Cuenta mi amigo que, a sus tres años, en el sopor del mediodía, buscaba rincones para estar solo, después de jugar toda la mañana con los niños del kínder y con sus hermanos mayores, que hacían bulla y lo aturdían. Un escondite estaba situado bajo la cama de sus padres. Un espacio grande, fresco, aislado del mundo. Alguna vez, tomó una breve siesta en la penumbra de aquel lugar prohibido. La colcha tejida caía por los lados y sus barbas formaban una cortina de hilos gruesos que eran a la vez un telón de teatro y una puerta al exterior, como falda de bailarina exótica. Esta última comparación la hizo él cuando la adolescencia le llenó la cara de acné y el cuerpo de inquietudes.
El niño despertó de la siesta porque sintió que la cama se movía.
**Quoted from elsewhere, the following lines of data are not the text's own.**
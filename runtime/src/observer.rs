//! Transition observers.
//!
//! An observer is told about every transition a provider applies: which
//! operation, which transition, the resulting slice and when it happened.
//! Observers are advisory. They cannot change state and their output is not
//! part of any contract; wire them to whatever logging or tracing the host
//! application uses.
//!
//! ```ignore
//! let config = ProviderConfig::default().with_observer(|t: &Transition<'_, CrudOp, Todo>| {
//!     println!("{} {} loading={}", t.op, t.kind, t.slice.loading);
//! });
//! ```

use crud_context_core::{DateTime, OperationState, TransitionKind, Utc};
use std::fmt::Debug;

/// One applied transition
#[derive(Debug)]
pub struct Transition<'a, K, T> {
    /// Operation key
    pub op: &'a K,
    /// Transition that was applied
    pub kind: TransitionKind,
    /// The operation's slice after the transition
    pub slice: &'a OperationState<T>,
    /// When the transition was applied
    pub at: DateTime<Utc>,
}

/// Hook invoked after every applied transition
pub trait TransitionObserver<K, T>: Send + Sync {
    /// Observe one transition
    fn on_transition(&self, transition: &Transition<'_, K, T>);
}

impl<K, T, F> TransitionObserver<K, T> for F
where
    F: Fn(&Transition<'_, K, T>) + Send + Sync,
{
    fn on_transition(&self, transition: &Transition<'_, K, T>) {
        self(transition);
    }
}

/// Observer that logs each transition with `tracing`
///
/// Failures are logged at `warn`, everything else at `debug`. Payload values
/// are not logged, only whether one is present.
#[derive(Debug, Clone, Copy, Default)]
pub struct TracingObserver;

impl<K: Debug, T> TransitionObserver<K, T> for TracingObserver {
    fn on_transition(&self, transition: &Transition<'_, K, T>) {
        let slice = transition.slice;
        match (&transition.kind, &slice.error) {
            (TransitionKind::Failure, Some(error)) => tracing::warn!(
                op = ?transition.op,
                transition = %transition.kind,
                loading = slice.loading,
                has_data = slice.data.is_some(),
                error = %error,
                error_kind = %error.kind(),
                "Operation transition"
            ),
            _ => tracing::debug!(
                op = ?transition.op,
                transition = %transition.kind,
                loading = slice.loading,
                has_data = slice.data.is_some(),
                "Operation transition"
            ),
        }
    }
}

/// Observer that does nothing
#[derive(Debug, Clone, Copy, Default)]
pub struct NoopObserver;

impl<K, T> TransitionObserver<K, T> for NoopObserver {
    fn on_transition(&self, _transition: &Transition<'_, K, T>) {}
}
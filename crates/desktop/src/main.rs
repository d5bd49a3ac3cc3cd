use clap::Parser;

use stocktrack_desktop::cli::Args;

fn main() -> anyhow::Result<()> {
    Args::parse().run()
}
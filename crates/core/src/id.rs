//! Strongly-typed identifiers used across the domain.
//!
//! Identifiers are the plain integers stored in the JSON files; the newtypes
//! keep a product id from being passed where an order id is expected.

use core::str::FromStr;
use serde::{Deserialize, Serialize};

use crate::error::DomainError;

/// Identifier of a catalog product (stable key, e.g. `101`).
#[derive(Debug, Copy, Clone, PartialEq, Eq, PartialOrd, Ord, Hash, Serialize, Deserialize)]
#[serde(transparent)]
pub struct ProductId(u32);

/// Identifier of an order, unique across the order log.
#[derive(Debug, Copy, Clone, PartialEq, Eq, PartialOrd, Ord, Hash, Serialize, Deserialize)]
#[serde(transparent)]
pub struct OrderId(u32);

/// Parse an unsigned decimal made of ASCII digits only.
///
/// Signs, whitespace and separators are rejected, as is any value that does
/// not fit in a `u32`.
pub fn parse_digits(s: &str) -> Option<u32> {
    if s.is_empty() || !s.bytes().all(|b| b.is_ascii_digit()) {
        return None;
    }
    s.parse().ok()
}

macro_rules! impl_int_newtype {
    ($t:ty, $name:literal) => {
        impl $t {
            pub const fn new(value: u32) -> Self {
                Self(value)
            }

            pub const fn get(self) -> u32 {
                self.0
            }
        }

        impl core::fmt::Display for $t {
            fn fmt(&self, f: &mut core::fmt::Formatter<'_>) -> core::fmt::Result {
                core::fmt::Display::fmt(&self.0, f)
            }
        }

        impl From<u32> for $t {
            fn from(value: u32) -> Self {
                Self(value)
            }
        }

        impl From<$t> for u32 {
            fn from(value: $t) -> Self {
                value.0
            }
        }

        impl FromStr for $t {
            type Err = DomainError;

            fn from_str(s: &str) -> Result<Self, Self::Err> {
                parse_digits(s)
                    .map(Self)
                    .ok_or_else(|| DomainError::non_numeric($name))
            }
        }
    };
}

impl_int_newtype!(ProductId, "product id");
impl_int_newtype!(OrderId, "order id");

#[cfg(test)]
mod tests {
    use super::*;

    #[test]
    fn parses_plain_digits() {
        assert_eq!("101".parse::<ProductId>().unwrap(), ProductId::new(101));
        assert_eq!("0007".parse::<OrderId>().unwrap(), OrderId::new(7));
    }

    #[test]
    fn rejects_signs_spaces_and_decimals() {
        for raw in ["", "-1", "+1", " 1", "1.0", "1e3", "abc", "١٢"] {
            let err = raw.parse::<ProductId>().unwrap_err();
            assert_eq!(err, DomainError::non_numeric("product id"), "input {raw:?}");
        }
    }

    #[test]
    fn rejects_values_that_overflow() {
        assert!("4294967296".parse::<OrderId>().is_err());
        assert_eq!(parse_digits("4294967295"), Some(u32::MAX));
    }

    #[test]
    fn serializes_as_bare_integer() {
        let json = serde_json::to_string(&ProductId::new(104)).unwrap();
        assert_eq!(json, "104");
        let back: ProductId = serde_json::from_str(&json).unwrap();
        assert_eq!(back, ProductId::new(104));
    }
}
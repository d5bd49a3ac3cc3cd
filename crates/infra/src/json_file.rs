//! Whole-file JSON array I/O.
//!
//! Files are read in full and rewritten in full; there is no temp-file rename,
//! so a crash mid-write can leave a truncated file behind.

use std::io::ErrorKind;
use std::path::Path;

use serde::Serialize;
use serde::de::DeserializeOwned;
use serde_json::Value;
use serde_json::ser::PrettyFormatter;

use crate::error::{StoreError, StoreResult};

const INDENT: &[u8] = b"    ";

/// Read a JSON array of records.
///
/// Returns `Ok(None)` when the file does not exist. Any other I/O failure,
/// a document that is not an array, or a single bad entry fails the read.
pub fn read_records<T: DeserializeOwned>(path: &Path) -> StoreResult<Option<Vec<T>>> {
    let bytes = match std::fs::read(path) {
        Ok(bytes) => bytes,
        Err(err) if err.kind() == ErrorKind::NotFound => return Ok(None),
        Err(source) => {
            return Err(StoreError::Read {
                path: path.to_path_buf(),
                source,
            });
        }
    };

    let raw: Vec<Value> = serde_json::from_slice(&bytes).map_err(|source| StoreError::Malformed {
        path: path.to_path_buf(),
        source,
    })?;

    let records = raw
        .into_iter()
        .enumerate()
        .map(|(index, value)| {
            serde_json::from_value(value).map_err(|source| StoreError::InvalidRecord {
                path: path.to_path_buf(),
                index,
                source,
            })
        })
        .collect::<StoreResult<Vec<T>>>()?;

    tracing::debug!(path = %path.display(), count = records.len(), "read records");
    Ok(Some(records))
}

/// Overwrite `path` with `records` as a four-space indented JSON array.
pub fn write_records<T: Serialize>(path: &Path, records: &[T]) -> StoreResult<()> {
    let mut buf = Vec::new();
    let mut ser = serde_json::Serializer::with_formatter(&mut buf, PrettyFormatter::with_indent(INDENT));
    records
        .serialize(&mut ser)
        .map_err(|source| StoreError::Encode {
            path: path.to_path_buf(),
            source,
        })?;

    std::fs::write(path, &buf).map_err(|source| StoreError::Write {
        path: path.to_path_buf(),
        source,
    })?;

    tracing::debug!(path = %path.display(), count = records.len(), "wrote records");
    Ok(())
}

#[cfg(test)]
mod tests {
    use super::*;
    use crate::test_support::scratch_dir;

    #[derive(Debug, PartialEq, Serialize, serde::Deserialize)]
    struct Row {
        id: u32,
    }

    #[test]
    fn absent_file_reads_as_none() {
        let dir = scratch_dir();
        let path = dir.path().join("missing.json");
        assert!(read_records::<Row>(&path).unwrap().is_none());
    }

    #[test]
    fn writes_four_space_indented_array() {
        let dir = scratch_dir();
        let path = dir.path().join("rows.json");
        write_records(&path, &[Row { id: 1 }, Row { id: 2 }]).unwrap();

        let text = std::fs::read_to_string(&path).unwrap();
        assert_eq!(text, "[\n    {\n        \"id\": 1\n    },\n    {\n        \"id\": 2\n    }\n]");
        assert_eq!(
            read_records::<Row>(&path).unwrap(),
            Some(vec![Row { id: 1 }, Row { id: 2 }])
        );
    }

    #[test]
    fn non_array_document_is_malformed() {
        let dir = scratch_dir();
        let path = dir.path().join("object.json");
        std::fs::write(&path, r#"{"id": 1}"#).unwrap();
        assert!(matches!(
            read_records::<Row>(&path),
            Err(StoreError::Malformed { .. })
        ));

        std::fs::write(&path, "").unwrap();
        assert!(matches!(
            read_records::<Row>(&path),
            Err(StoreError::Malformed { .. })
        ));
    }

    #[test]
    fn bad_entry_reports_its_index() {
        let dir = scratch_dir();
        let path = dir.path().join("rows.json");
        std::fs::write(&path, r#"[{"id": 1}, {"id": "two"}]"#).unwrap();
        match read_records::<Row>(&path) {
            Err(StoreError::InvalidRecord { index, .. }) => assert_eq!(index, 1),
            other => panic!("expected InvalidRecord, got {other:?}"),
        }
    }

    #[test]
    fn empty_array_is_an_empty_list() {
        let dir = scratch_dir();
        let path = dir.path().join("empty.json");
        std::fs::write(&path, "[]").unwrap();
        assert_eq!(read_records::<Row>(&path).unwrap(), Some(vec![]));
    }
}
Distinguió las voces de sus padres y sus risas, diferentes de las de costumbre. Algo en el interior de su mente le indicó que no debía entrar en esa escena. Esperó varios minutos, escuchó ruidos inéditos y aspiró aromas que no supo identificar hasta muchos años después, cuando supo en carne propia de qué se reían sus papás.
La intuición lo mantuvo quieto. Se dio cuenta de que la madre se vistió de prisa y salió del cuarto para seguir trasegando en la cocina. El padre entró al baño silbando una canción de moda. Al sentir el campo de batalla libre, el chiquillo salió y nunca volvió a esconderse ahí.
La intuición es el mensajero de los dioses. Es la voz interior, hecha de trozos de sabiduría ancestral y reflexiones nuevas, cuyo mandato seguimos sin cuestionar. A veces, cuando la ignoramos, cometemos errores garrafales.
Todos necesitamos de un espacio oculto, un lugar secreto donde quitarnos la máscara que nos coloca la sociedad, hecha para los que nos anteceden. Muchas veces, los orificios para ver al mundo nos quedan pequeños. Eran para otros ojos y hemos tenido que forzar nuestra mirada para usarlos.
Cada uno sabrá cuál es su habitación propia, la cueva que le otorgue la serenidad que su ánimo necesite. Su experiencia le dirá cuándo es la hora apropiada para salir y volver a enfrentar el mundo.
Hace muchos años, conocí a Eugenio Sixtos, un banquero que había manejado grandes fortunas. En aquellos tiempos, vivía jornadas largas y complejas. Era amante del arte y le gustaba pintar. Al fondo de la bodega del banco, en un rincón camuflado por paredes de madera, tenía un lienzo sobre su caballete, una mesa con libros de arte, óleos y pinceles.
Cada tercer día, avisaba a su secretaria que saldría por un rato. En esa hora, enchufaba los audífonos a una grabadora y pintaba durante el tiempo que dura un concierto. Era su terapia, su ritual secreto, su equilibrio emocional. Con la mente llena de nuevas ideas, regresaba al escritorio. A su familia le heredó una colección de pinturas originales, de su autoría, donde había plasmado sus angustias para transformarlas en color y forma.